Glastonbury Goes In Record Time
The world-famous festival run by a septuagenarian west-country dairy farmer broke another record when the 137,500 tickets for this year’s Glastonbury sold out in a few hours.
In 2003 BBC News made much of it selling out in 18 hours, although the capacity was much smaller then, but the demand for the event is still increasing and the April 1 two-hour sellout beat the previous record of three hours set in 2005.
There wasn’t a Glastonbury in 2006 because Michael Eavis, who stages the festival on and around his 600-acre Worthy Farm near Pilton, decided the land and staff needed what farmers call a "fallow year."
Missing last year may well have increased the level of expectation for Glastonbury 2007. The box office opened at 9 a.m., when 400,000 pre-registered fans began the scramble to be among the lucky ones to get a ticket. It was all over a little after 10:45 a.m.
Given that technology has found much quicker ways to sell tickets since Glastonbury moved 112,000 in 18 hours in 2003, selling nearly 140,000 in less than two hours indicates demand for this year’s June 22-24 gathering is stronger than at any other time in its 37-year history.
The phone lines were swamped and the Internet jammed, but Eavis believes he has a ticket-buying system that’s as egalitarian as it gets.

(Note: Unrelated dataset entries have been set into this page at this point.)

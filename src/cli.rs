//! CLI for tennis-scraper.

use clap::Parser;
use tracing::info;

use crate::config::AppConfig;
use crate::runner::Scrape;
use crate::scraper::{resolve_profile_url, Browser};

#[derive(Parser, Debug)]
#[command(name = "tennis-scraper")]
#[command(version, about = "Scrape a Tennis Abstract player profile into CSV files", long_about = None)]
pub struct Cli {
    /// Player profile URL on tennisabstract.com, or a bare player key such as NovakDjokovic
    #[arg(value_name = "URL")]
    pub url: String,
}

/// Scrape one profile page with a headless browser.
pub async fn run_scrape(url: String, config: AppConfig) -> anyhow::Result<()> {
    let url = resolve_profile_url(&url);

    let browser = Browser::launch(&config.browser).await?;
    let report = Scrape::new(config.output).run(browser, &url).await?;

    info!(
        "Done: {} file(s) written, {} warning(s)",
        report.files_written(),
        report.diagnostics.len()
    );
    for diagnostic in &report.diagnostics {
        info!("  - {}", diagnostic);
    }

    Ok(())
}
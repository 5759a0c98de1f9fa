//! Internal API response types for the film catalog.
//!
//! These types are internal to `planetary-swapi` and are not exposed to
//! consumers. External consumers use the port types from
//! `planetary-core`.

use serde::Deserialize;
use std::time::Duration;
use url::Url;

// ============================================================================
// Configuration (used internally, see config.rs for public config)
// ============================================================================

/// Internal configuration for the SWAPI client.
#[derive(Debug, Clone)]
pub struct SwapiConfig {
    /// Base URL for the planets endpoint
    pub base_url: Url,
    /// User agent string for HTTP requests
    pub user_agent: String,
    /// Request timeout
    pub timeout: Duration,
}

impl Default for SwapiConfig {
    fn default() -> Self {
        Self {
            base_url: Url::parse("https://swapi.dev/api/planets/")
                .expect("default SWAPI URL is valid"),
            user_agent: concat!("planetary-swapi/", env!("CARGO_PKG_VERSION")).to_string(),
            timeout: Duration::from_secs(10),
        }
    }
}

// ============================================================================
// Wire Types
// ============================================================================

/// One page of a planets search response.
///
/// The catalog paginates, but a name search is exact enough that only the
/// first page (and only its first element) is ever consulted.
#[derive(Debug, Clone, Deserialize)]
pub struct SearchResponse {
    /// Matching planets, best match first.
    #[serde(default)]
    pub results: Vec<CatalogPlanet>,
}

/// The subset of a catalog planet entry that matters.
#[derive(Debug, Clone, Deserialize)]
pub struct CatalogPlanet {
    /// Planet name as the catalog spells it.
    pub name: String,
    /// Canonical reference URL for this entry.
    #[serde(default)]
    pub url: String,
    /// Films this planet appears in.
    #[serde(default)]
    pub films: Vec<String>,
}
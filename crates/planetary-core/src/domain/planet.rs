//! Planet domain types.
//!
//! These types represent planet records in the system, independent of any
//! infrastructure concerns (database, HTTP, etc.).

use serde::{Deserialize, Serialize};

/// A planet record that exists in the system with a database ID.
///
/// This represents a persisted planet with all its metadata.
/// Use [`NewPlanet`] for planets that haven't been persisted yet.
#[derive(Debug, Clone, PartialEq, Eq, Serialize, Deserialize)]
#[serde(rename_all = "camelCase")]
pub struct Planet {
    /// Database ID of the planet (always present for persisted records).
    pub id: i64,
    /// Normalized planet name, unique across all stored records.
    pub name: String,
    /// Free-text climate description.
    pub climate: String,
    /// Free-text terrain description.
    pub terrain: String,
    /// Number of film appearances reported by the external catalog at
    /// creation time. Never recomputed afterward.
    pub appearance_count: u32,
    /// Reference URL for the catalog's best match, empty when no match was
    /// found. Internal-only field: never exposed on the outbound API.
    #[serde(rename = "canonicalURL", default, skip_serializing)]
    pub canonical_url: String,
}

impl Planet {
    /// A record is structurally empty when its name is the zero value.
    ///
    /// Empty records can only arise from store inconsistency; callers
    /// filter them out of listings.
    #[must_use]
    pub fn is_empty(&self) -> bool {
        self.name.is_empty()
    }
}

/// A planet to be inserted into the system (no ID yet).
///
/// Enrichment fields start at their neutral values and are attached by
/// `PlanetService::create` before the record reaches the store. After
/// insertion, the repository returns a [`Planet`] with the assigned ID.
#[derive(Debug, Clone, Serialize, Deserialize)]
#[serde(rename_all = "camelCase")]
pub struct NewPlanet {
    /// Planet name as provided by the caller (normalized by the service).
    pub name: String,
    /// Free-text climate description.
    #[serde(default)]
    pub climate: String,
    /// Free-text terrain description.
    #[serde(default)]
    pub terrain: String,
    /// Film appearance count from the external catalog.
    #[serde(default)]
    pub appearance_count: u32,
    /// Catalog reference URL, empty when no match was found.
    #[serde(rename = "canonicalURL", default, skip_serializing)]
    pub canonical_url: String,
}

impl NewPlanet {
    /// Create a new planet with the caller-supplied fields.
    ///
    /// Enrichment fields are set to their neutral values.
    #[must_use]
    pub fn new(
        name: impl Into<String>,
        climate: impl Into<String>,
        terrain: impl Into<String>,
    ) -> Self {
        Self {
            name: name.into(),
            climate: climate.into(),
            terrain: terrain.into(),
            appearance_count: 0,
            canonical_url: String::new(),
        }
    }
}

#[cfg(test)]
mod tests {
    use super::*;

    #[test]
    fn test_new_planet_starts_with_neutral_enrichment() {
        let planet = NewPlanet::new("Dagobah", "murky", "swamp");
        assert_eq!(planet.name, "Dagobah");
        assert_eq!(planet.appearance_count, 0);
        assert!(planet.canonical_url.is_empty());
    }

    #[test]
    fn test_planet_is_empty() {
        let planet = Planet {
            id: 1,
            name: String::new(),
            climate: String::new(),
            terrain: String::new(),
            appearance_count: 0,
            canonical_url: String::new(),
        };
        assert!(planet.is_empty());
    }

    #[test]
    fn test_canonical_url_is_not_serialized() {
        let planet = Planet {
            id: 7,
            name: "Hoth".to_string(),
            climate: "frozen".to_string(),
            terrain: "tundra".to_string(),
            appearance_count: 1,
            canonical_url: "https://swapi.dev/api/planets/4/".to_string(),
        };

        let json = serde_json::to_value(&planet).unwrap();
        assert_eq!(json["name"], "Hoth");
        assert_eq!(json["appearanceCount"], 1);
        assert!(json.get("canonicalURL").is_none());
    }
}
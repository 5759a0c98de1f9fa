//! Core domain types and port definitions for the planetary record service.
//!
//! This crate holds everything that is independent of infrastructure:
//! the `Planet` domain model, the lookup-parameter codec, name
//! normalization, the repository and film-catalog ports, and the
//! `PlanetService` orchestrator. No sqlx, reqwest, or axum types appear
//! in any signature here.

#![deny(unsafe_code)]

pub mod domain;
pub mod name;
pub mod paths;
pub mod ports;
pub mod services;

// Re-export commonly used types for convenience
pub use domain::{NewPlanet, Planet, PlanetParam};
pub use name::normalize_name;
pub use ports::{
    CatalogAppearance, CatalogError, CoreError, FilmCatalog, PlanetRepository, RepositoryError,
};
pub use services::{CreatedPlanet, PlanetService};

// Re-export path utilities
pub use paths::{PathError, data_root, database_path};

// Silence unused dev-dependency warnings until we add runtime-based tests here
#[cfg(test)]
use tokio_test as _;
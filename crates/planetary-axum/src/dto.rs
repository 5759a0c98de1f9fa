//! Wire types for the HTTP API.
//!
//! Request and response bodies live here so the domain types never leak
//! adapter concerns. `ApiPlanet` is the outbound planet shape: it omits
//! the internal-only `canonical_url` field entirely.

use planetary_core::{NewPlanet, Planet};
use serde::{Deserialize, Serialize};

/// Request body for creating a planet.
///
/// Enrichment fields are not accepted from callers; the service computes
/// them.
#[derive(Debug, Deserialize)]
#[serde(rename_all = "camelCase")]
pub struct CreatePlanetRequest {
    /// Raw planet name; normalized by the service.
    pub name: String,
    /// Free-text climate description.
    #[serde(default)]
    pub climate: String,
    /// Free-text terrain description.
    #[serde(default)]
    pub terrain: String,
}

impl CreatePlanetRequest {
    /// Convert into the domain insert type with neutral enrichment.
    pub fn into_new_planet(self) -> NewPlanet {
        NewPlanet::new(self.name, self.climate, self.terrain)
    }
}

/// Response body for a successful creation.
#[derive(Debug, Serialize)]
#[serde(rename_all = "camelCase")]
pub struct CreateResponse {
    /// Always true on the success path; failures use the error body.
    pub created: bool,
    /// Store-assigned id of the new record.
    pub id: i64,
    /// Present when the catalog lookup degraded; the record was still
    /// created, with neutral enrichment.
    #[serde(skip_serializing_if = "Option::is_none")]
    pub catalog_note: Option<String>,
}

/// Response body for delete operations.
#[derive(Debug, Serialize)]
pub struct DeleteResponse {
    /// Whether a record was actually removed.
    pub deleted: bool,
}

/// Outbound planet representation.
#[derive(Debug, Serialize)]
#[serde(rename_all = "camelCase")]
pub struct ApiPlanet {
    pub id: i64,
    pub name: String,
    pub climate: String,
    pub terrain: String,
    pub appearance_count: u32,
}

impl From<Planet> for ApiPlanet {
    fn from(planet: Planet) -> Self {
        Self {
            id: planet.id,
            name: planet.name,
            climate: planet.climate,
            terrain: planet.terrain,
            appearance_count: planet.appearance_count,
        }
    }
}

#[cfg(test)]
mod tests {
    use super::*;

    #[test]
    fn test_api_planet_omits_canonical_url() {
        let planet = Planet {
            id: 1,
            name: "Hoth".to_string(),
            climate: "frozen".to_string(),
            terrain: "tundra".to_string(),
            appearance_count: 1,
            canonical_url: "https://swapi.dev/api/planets/4/".to_string(),
        };

        let json = serde_json::to_value(ApiPlanet::from(planet)).unwrap();
        assert_eq!(json["appearanceCount"], 1);
        assert!(json.get("canonicalURL").is_none());
        assert!(json.get("canonicalUrl").is_none());
    }

    #[test]
    fn test_create_request_defaults_optional_fields() {
        let req: CreatePlanetRequest = serde_json::from_str(r#"{"name": "Endor"}"#).unwrap();
        let planet = req.into_new_planet();
        assert_eq!(planet.name, "Endor");
        assert!(planet.climate.is_empty());
        assert!(planet.terrain.is_empty());
        assert_eq!(planet.appearance_count, 0);
    }
}
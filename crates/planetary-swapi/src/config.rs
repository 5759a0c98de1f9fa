//! Public configuration for the SWAPI client.
//!
//! This module provides a stable public API for configuring the catalog
//! client. The internal config is derived from this.

use std::time::Duration;

/// Configuration for the SWAPI film-catalog client.
///
/// Use the builder pattern methods to customize the client configuration.
///
/// # Example
///
/// ```
/// use planetary_swapi::SwapiClientConfig;
/// use std::time::Duration;
///
/// let config = SwapiClientConfig::new()
///     .with_timeout(Duration::from_secs(5))
///     .with_user_agent("my-app/1.0");
/// ```
#[derive(Debug, Clone)]
pub struct SwapiClientConfig {
    /// Base URL for the planets endpoint
    pub(crate) base_url: String,
    /// User agent string for HTTP requests
    pub(crate) user_agent: String,
    /// Request timeout; every lookup is bounded by this
    pub(crate) timeout: Duration,
}

impl Default for SwapiClientConfig {
    fn default() -> Self {
        Self {
            base_url: "https://swapi.dev/api/planets/".to_string(),
            user_agent: concat!("planetary-swapi/", env!("CARGO_PKG_VERSION")).to_string(),
            timeout: Duration::from_secs(10),
        }
    }
}

impl SwapiClientConfig {
    /// Create a new configuration with default settings.
    #[must_use]
    pub fn new() -> Self {
        Self::default()
    }

    /// Set the base URL for the planets endpoint.
    ///
    /// Defaults to `https://swapi.dev/api/planets/`.
    #[must_use]
    pub fn with_base_url(mut self, url: impl Into<String>) -> Self {
        self.base_url = url.into();
        self
    }

    /// Set the user agent string for HTTP requests.
    #[must_use]
    pub fn with_user_agent(mut self, user_agent: impl Into<String>) -> Self {
        self.user_agent = user_agent.into();
        self
    }

    /// Set the request timeout.
    ///
    /// Defaults to 10 seconds.
    #[must_use]
    pub const fn with_timeout(mut self, timeout: Duration) -> Self {
        self.timeout = timeout;
        self
    }
}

It’s designed to battle touts and part of the pre-registration process involves the applicant submitting a photograph, thereby limiting the likelihood of anyone buying in quantity.
"Two to three years after we started trying to get rid of touts, we’ve achieved it," Eavis reported, as many secondary ticket agencies admitted they’d failed to find a way around the registration system.
When the tickets went on sale, no acts had been officially announced but several newspapers and music mags have said Dame Shirley Bassey, Arctic Monkeys, The Killers, The Who, Kaiser Chiefs, The Kooks, Kasabian, Damien Rice, and The Waterboys are likely to be on the bill.
After years of battling Mendip District Council over license applications, a process Eavis has described as "jumping through hoops," the festival and the local authority have found sounder ways of working together and the event was recently given the go-ahead for the next three years.
Eavis acknowledged that relations with the local Mendip authority improved when he cut a profit share deal with Mean Fiddler that included the services of Reading-Leeds Carling Weekend chief Melvin Benn to oversee the applications and present them.